Eptura Workplace Detailed Root Cause Analysis – Severity 2 – January 22, 2024
Floor Plan Tiles Not Loading
We are truly grateful for your continued support and loyalty. We value your feedback and appreciate your patience as we worked to resolve this incident.
Description:
On Friday, January 19, 2024, at approximately 9:00am EST a report came into support advising that floor plan tiles are not loading. After an initial investigation from the support team, an internal ticket was created to further investigate the incident. All customers were made aware of the Severity 2 through the Eptura Workplace Status Page.
Type of Event:
Performance Degradation in the Space Module
Services/Modules Impacted:
Production/ Space Module
Timeline:
On Friday, January 19, 2024, at approximately 9:00am EST an initial report came into support advising that floor plan tiles are not loading.

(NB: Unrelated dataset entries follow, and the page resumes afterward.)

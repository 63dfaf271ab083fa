//! HTTP inbound adapter exposing REST endpoints.

pub mod books;
pub mod cache_control;
pub mod error;
pub mod health;
pub mod on_call;
pub mod schemas;
pub mod state;
#[cfg(test)]
pub(crate) mod test_utils;

pub use error::ApiResult;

After an initial investigation from the support team, an internal ticket was created to further investigate the incident. All customers were made aware of the Severity 2 through the Eptura Workplace Status Page at 4:16pm EST. Investigation continued through the evening and our Engineering team found the resolution and the fix was implemented on Saturday morning January 20th around 8:40am EST. Monitoring continued for the rest of the day and on Sunday. All customers were notified that the incident has moved into a resolved phase on Monday, January 22, 2024, at 8:35am EST.
Total Duration of Event:
16hrs 24mins
Remediation:
The team reverted recent changes that updated a third-party library and re-populated an image cache.
Root Cause Analysis:
Our image processing service started crashing when under heavy load after updating a third-party library. These crashes corrupted or removed some images stored in our local image cache.
Preventative Action:
Made changes to the code to make it more resilient to missing images by regenerating images on-demand. Adding tests to verify the tiles are still loading even if cache doesn’t exist.